While my friends were busy discussing among themselves what should be done about Sally, my devious mind was at work. I had been trying to get revenge on Doyle Collins since February, when he knocked me down and washed my face in the snow. Doyle was a bully and rarely went anywhere without his right hand man, John Ufen. These two all by themselves could make a person's life miserable. A year later, these two boys would do something to me that I've never forgotten. But I already blogged about that. Doyle, however, needed to be dealt with. It had to be embarrassing, it had to be memorable, and most importantly, it had to be done by a girl. Doyle lived on the next block over from me with a divorced mother and a younger brother. I think it's possible that Doyle had been held back at least one grade, maybe two because he seemed a bit older than we were. 
"Hey, you guys what about Doyle?" I asked.
"He's an idiot," Trudy replied. "What about him?"
"We could have Sally do something to his bike," I said.
"Are you still mad about what he did to you in February? Julie asked. "Give it a rest already. You survived."
"Maybe I did," I replied, "but there's pride involved here."
"I don't know about you," Trudy said, "but I'm not going anywhere near Doyle's bike."
So we opted for a "girl's revenge". It was childish and immature, but it got Doyle back good. Because I value my good name and I'm still ashamed of myself for coming up with this idea, I won't say what we had Sally do. But suffice to say it was underhanded and wicked and we all knew it was wrong. Sally, to her credit, pulled it off without a hitch and her incredible charm kept her from getting into too much trouble.
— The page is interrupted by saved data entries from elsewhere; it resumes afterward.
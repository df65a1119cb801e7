//! # Pagewright
//!
//! A static site generator for plain directories of pages. The source tree
//! is the site: page files (HTML, Markdown, plain text) become pretty URLs,
//! assets are copied through, and directories without an index page get a
//! generated listing.
//!
//! # Architecture: Phased Artifact Pipeline
//!
//! Every output file is an [`artifact::Artifact`]: one source path, one
//! destination, a kind fixed at discovery, and a context that the build phases
//! fill in:
//!
//! ```text
//! paths::discover   src/ → PathSet                  (globs, hidden + output excluded)
//! site::collect     PathSet → Vec<Artifact>         (pages, nav pages, assets)
//! Setup             src/dst/url/title/raw_content
//! site context      pages, root_pages, home, stylesheets, user context
//! BuildContext      sub_pages
//! ConvertContent    markdown / text / html → HTML fragment
//! RenderContent     fragment rendered as a template
//! RenderArtifact    fragment wrapped in the page or nav template
//! Write             output/…, plus a root redirect when nothing owns index.html
//! ```
//!
//! Phases run one after another over all artifacts; inside a phase artifacts
//! are processed in parallel with rayon. An artifact that fails a phase is
//! logged and skipped from then on. The rest of the site still builds.
//!
//! # Module Map
//!
//! | Module | Role |
//! |--------|------|
//! | [`paths`] | Source discovery and the page-directory model |
//! | [`artifact`] | Artifact kinds, destinations, URLs, and per-artifact phases |
//! | [`nav`] | Directory collapsing, auto nav pages, listings and sub-pages |
//! | [`home`] | Choosing the home page |
//! | [`site`] | The pipeline driver and build report |
//! | [`template`] | Jinja page, nav and content templates (minijinja) |
//! | [`context`] | Ordered key/value contexts for templates |
//! | [`convert`] | Markdown and plain-text conversion |
//! | [`naming`] | Display titles and prettified URL paths |
//! | [`config`] | `pagewright.toml` loading, validation, built-in stylesheets |
//! | [`write`] | Output files, the root redirect, `clean` |
//! | [`output`] | CLI output formatting |
//!
//! # Design Decisions
//!
//! ## Index Pages Own Their Directory
//!
//! `about.md` and `about/index.md` both land at `about/index.html`, so every
//! page URL ends in `/`. A page named like a sibling directory (`guides.md`
//! next to `guides/`) introduces that directory: it claims the URL and lists
//! the directory's pages as its `sub_pages`.
//!
//! ## Collapsing
//!
//! A directory with a single navigable child is not a level of navigation.
//! It gets no page, and links to it resolve through to the child. This is
//! applied repeatedly, so `docs/guide/intro.md` alone shows up at the root as
//! a link to `/docs/guide/intro/`.
//!
//! ## Templates In Content
//!
//! Page content is itself a template. A Markdown page can write
//! `{{ name }}` or loop over `root_pages` without a separate layout. Values
//! are HTML-escaped on output; only the rendered body passed to the page
//! template as `content` is trusted as markup.

pub mod artifact;
pub mod config;
pub mod context;
pub mod convert;
pub mod home;
pub mod naming;
pub mod nav;
pub mod output;
pub mod paths;
pub mod site;
pub mod template;
pub mod write;

#[cfg(test)]
pub(crate) mod test_helpers;
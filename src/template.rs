//! Runtime templates for pages, navigation pages, and content fragments.
//!
//! Templates are Jinja, rendered with minijinja. The page and nav templates
//! are compiled once per build into a single [`Environment`]; content
//! fragments are compiled on demand against the same environment, so they
//! share its filters and output rules:
//!
//! | Syntax | Meaning |
//! |--------|---------|
//! | `{{ title }}`, `{{ page.url }}` | interpolate a value |
//! | `{% for p in sub_pages %}…{% endfor %}` | iterate; `loop.index`, `loop.first`, `loop.last` are bound |
//! | `{% if logo and name %}…{% else %}…{% endif %}` | conditionals with Jinja tests and operators |
//! | `{{ title\|upper }}` | filters |
//! | `{# note #}` | comment |
//!
//! Every interpolated value is HTML-escaped unless it is marked safe. The
//! rendered page body handed to the page and nav templates as `content` is
//! safe; `{{ x|safe }}` opts a value out by hand. A missing value renders as
//! nothing, attribute access on it stays missing, and a missing loop source
//! iterates zero times.

use crate::artifact::TemplateRole;
use crate::context::Context;
use maud::html;
use minijinja::{Environment, Error as JinjaError, Output, State, UndefinedBehavior, Value, escape_formatter};
use std::collections::BTreeMap;
use std::fmt;
use thiserror::Error;

/// A template failed to compile or render; line details come from minijinja.
#[derive(Error, Debug)]
#[error(transparent)]
pub struct TemplateError(#[from] JinjaError);

impl TemplateError {
    pub fn kind(&self) -> minijinja::ErrorKind {
        self.0.kind()
    }
}

fn template_name(role: TemplateRole) -> &'static str {
    match role {
        TemplateRole::Page => "page.html",
        TemplateRole::Nav => "nav.html",
    }
}

/// Escape everything that is not already marked safe; render null as nothing.
fn html_formatter(out: &mut Output<'_>, state: &State<'_, '_>, value: &Value) -> Result<(), JinjaError> {
    if value.is_undefined() || value.is_none() {
        return Ok(());
    }
    if value.is_safe() {
        return escape_formatter(out, state, value);
    }
    let escaped = html! { (value.to_string()) }.into_string();
    escape_formatter(out, state, &Value::from_safe_string(escaped))
}

/// Merge contexts in increasing priority order into one render scope.
fn scope(layers: &[&Context], content: Option<&str>) -> Value {
    let mut merged: BTreeMap<String, Value> = BTreeMap::new();
    for layer in layers {
        for (key, value) in layer.iter() {
            merged.insert(key.to_string(), Value::from_serialize(value));
        }
    }
    if let Some(content) = content {
        merged.insert("content".to_string(), Value::from_safe_string(content.to_string()));
    }
    Value::from(merged)
}

/// The compiled page and nav templates for one build.
pub struct Templates {
    env: Environment<'static>,
}

impl Default for Templates {
    fn default() -> Self {
        Self::new()
    }
}

impl fmt::Debug for Templates {
    fn fmt(&self, f: &mut fmt::Formatter<'_>) -> fmt::Result {
        f.debug_struct("Templates").finish_non_exhaustive()
    }
}

impl Templates {
    /// An environment with no templates registered yet.
    pub fn new() -> Self {
        let mut env = Environment::new();
        env.set_undefined_behavior(UndefinedBehavior::Chainable);
        env.set_keep_trailing_newline(true);
        env.set_formatter(html_formatter);
        Self { env }
    }

    /// Compile and register the template for `role`.
    pub fn add(&mut self, role: TemplateRole, source: impl Into<String>) -> Result<(), TemplateError> {
        self.env.add_template_owned(template_name(role), source.into())?;
        Ok(())
    }

    /// Compile both templates at once.
    pub fn compile(page: &str, nav: &str) -> Result<Self, TemplateError> {
        let mut templates = Self::new();
        templates.add(TemplateRole::Page, page)?;
        templates.add(TemplateRole::Nav, nav)?;
        Ok(templates)
    }

    /// Render the template for `role` with `content` bound as safe HTML.
    pub fn render(&self, role: TemplateRole, layers: &[&Context], content: &str) -> Result<String, TemplateError> {
        let template = self.env.get_template(template_name(role))?;
        Ok(template.render(scope(layers, Some(content)))?)
    }

    /// Compile and render a one-off template such as a page's own content.
    pub fn render_fragment(&self, source: &str, layers: &[&Context]) -> Result<String, TemplateError> {
        Ok(self.env.render_str(source, scope(layers, None))?)
    }
}
//! Home page resolution.
//!
//! Picks exactly one page as the site's home, first match wins:
//!
//! 1. the configured `home` source file, if it was discovered
//! 2. the first root page whose title contains `home`, `main`, `landing` or
//!    `welcome` (checked keyword by keyword, in that order)
//! 3. the first root page
//!
//! "First" in both rules means ordered by the name of the page's destination
//! directory, so a collapsed `zoo/a.md` sorts as `a` and the root index as the
//! empty name.
//!
//! A configured home that does not exist is a warning, not an error. A site
//! with no root pages at all is [`HomeError::NoContent`].

use crate::artifact::Artifact;
use std::path::{Path, PathBuf};
use thiserror::Error;

#[derive(Error, Debug, Clone, PartialEq)]
pub enum HomeError {
    #[error("no pages found to use as the home page; check `source` and `pages`")]
    NoContent,
}

/// Title keywords that mark a home page, most preferred first.
pub const HOME_KEYWORDS: &[&str] = &["home", "main", "landing", "welcome"];

/// Where the home page came from.
#[derive(Debug, Clone, Copy, PartialEq, Eq)]
pub enum HomeSource {
    Configured,
    Keyword(&'static str),
    FirstRootPage,
}

/// Resolve the home page among `root_pages` (indices into `artifacts`).
pub fn resolve_home(
    configured: Option<&Path>,
    source_root: &Path,
    artifacts: &[Artifact],
    root_pages: &[usize],
) -> Result<(usize, HomeSource), HomeError> {
    if let Some(home) = configured {
        match find_configured(home, source_root, artifacts) {
            Some(i) => return Ok((i, HomeSource::Configured)),
            None => tracing::warn!(
                home = %home.display(),
                "configured home page not found; falling back to title heuristics"
            ),
        }
    }

    let mut candidates = root_pages.to_vec();
    candidates.sort_by_cached_key(|&i| sort_key(&artifacts[i]));

    for keyword in HOME_KEYWORDS {
        let hit = candidates.iter().copied().find(|&i| {
            artifacts[i]
                .title()
                .is_some_and(|t| t.to_lowercase().contains(keyword))
        });
        if let Some(i) = hit {
            return Ok((i, HomeSource::Keyword(*keyword)));
        }
    }

    let first = candidates.first().copied().ok_or(HomeError::NoContent)?;
    Ok((first, HomeSource::FirstRootPage))
}

fn find_configured(home: &Path, source_root: &Path, artifacts: &[Artifact]) -> Option<usize> {
    let wanted: PathBuf = if home.is_absolute() {
        home.to_path_buf()
    } else {
        source_root.join(home)
    };
    let wanted = crate::paths::absolutize(&wanted).unwrap_or(wanted);
    artifacts
        .iter()
        .position(|a| a.kind.is_page() && a.is_live() && a.source == wanted)
}

/// Name of the destination's parent directory; empty for the root index.
fn sort_key(artifact: &Artifact) -> String {
    let context = artifact.context();
    let dst = context.get_str("dst").unwrap_or("");
    let dir = dst.rsplit_once('/').map_or("", |(dir, _)| dir);
    dir.rsplit('/').next().unwrap_or("").to_string()
}

/// Move the home page to the front of the root page list.
pub fn home_first(root_pages: &mut Vec<usize>, home: usize) {
    if let Some(pos) = root_pages.iter().position(|&i| i == home) {
        let entry = root_pages.remove(pos);
        root_pages.insert(0, entry);
    }
}

#[cfg(test)]
mod tests {
    use super::*;
    use crate::test_helpers::model;

    fn home_url(pages: &[&str], configured: Option<&str>) -> Result<(String, HomeSource), HomeError> {
        let m = model(pages, true);
        let nav = m.navigator();
        let roots = nav.root_pages();
        let configured = configured.map(Path::new);
        resolve_home(configured, &m.paths.source, &m.artifacts, &roots)
            .map(|(i, how)| (m.artifacts[i].url().unwrap_or("").to_string(), how))
    }

    #[test]
    fn configured_home_wins() {
        let (url, how) = home_url(&["home.md", "about.md"], Some("about.md")).unwrap();
        assert_eq!(url, "/about/");
        assert_eq!(how, HomeSource::Configured);
    }

    #[test]
    fn missing_configured_home_falls_back() {
        let (url, how) = home_url(&["zeta.md", "home.md"], Some("nope.md")).unwrap();
        assert_eq!(url, "/home/");
        assert_eq!(how, HomeSource::Keyword("home"));
    }

    #[test]
    fn home_keyword_beats_alphabetical_order() {
        let (url, _) = home_url(&["about.md", "contact.md", "home.md"], None).unwrap();
        assert_eq!(url, "/home/");
    }

    #[test]
    fn keywords_are_checked_in_preference_order() {
        let (url, how) = home_url(&["a-welcome.md", "main-page.md"], None).unwrap();
        assert_eq!(url, "/main-page/");
        assert_eq!(how, HomeSource::Keyword("main"));
    }

    #[test]
    fn keyword_match_is_case_insensitive_substring() {
        let (url, _) = home_url(&["about.md", "WELCOME_TOUR.md"], None).unwrap();
        assert_eq!(url, "/welcome-tour/");
    }

    #[test]
    fn falls_back_to_first_root_page_by_directory() {
        let (url, how) = home_url(&["zebra.md", "apple.md"], None).unwrap();
        assert_eq!(url, "/apple/");
        assert_eq!(how, HomeSource::FirstRootPage);
    }

    #[test]
    fn collapsed_page_sorts_by_its_own_name() {
        let (url, how) = home_url(&["b.md", "zoo/a.md"], None).unwrap();
        assert_eq!(url, "/zoo/a/");
        assert_eq!(how, HomeSource::FirstRootPage);
    }

    #[test]
    fn keyword_ties_go_to_the_first_name() {
        let (url, how) = home_url(&["welcome-z.md", "x/welcome-a.md"], None).unwrap();
        assert_eq!(url, "/x/welcome-a/");
        assert_eq!(how, HomeSource::Keyword("welcome"));
    }

    #[test]
    fn root_index_sorts_first() {
        let (url, _) = home_url(&["about.md", "index.md"], None).unwrap();
        assert_eq!(url, "/");
    }

    #[test]
    fn nested_only_page_is_home() {
        let (url, _) = home_url(&["docs/intro.md"], None).unwrap();
        assert_eq!(url, "/docs/intro/");
    }

    #[test]
    fn no_root_pages_is_no_content() {
        assert_eq!(home_url(&[], None), Err(HomeError::NoContent));
    }

    #[test]
    fn home_first_reorders() {
        let mut roots = vec![3, 1, 2];
        home_first(&mut roots, 2);
        assert_eq!(roots, vec![2, 3, 1]);
    }
}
That's how life was though; a series of misadventures and punishments. But we managed to laugh through most of it. We lived by the motto "Laugh now, cry later." The problem was with the way the system worked back then. In those days, any adult had the right to discipline you if you were a kid. So the deck was almost always stacked against you. But I still say we had more fun in those days than kids today have, even with all the electronic gadgetry that they have now that we didn't have. It was a way more innocent time. I miss it badly.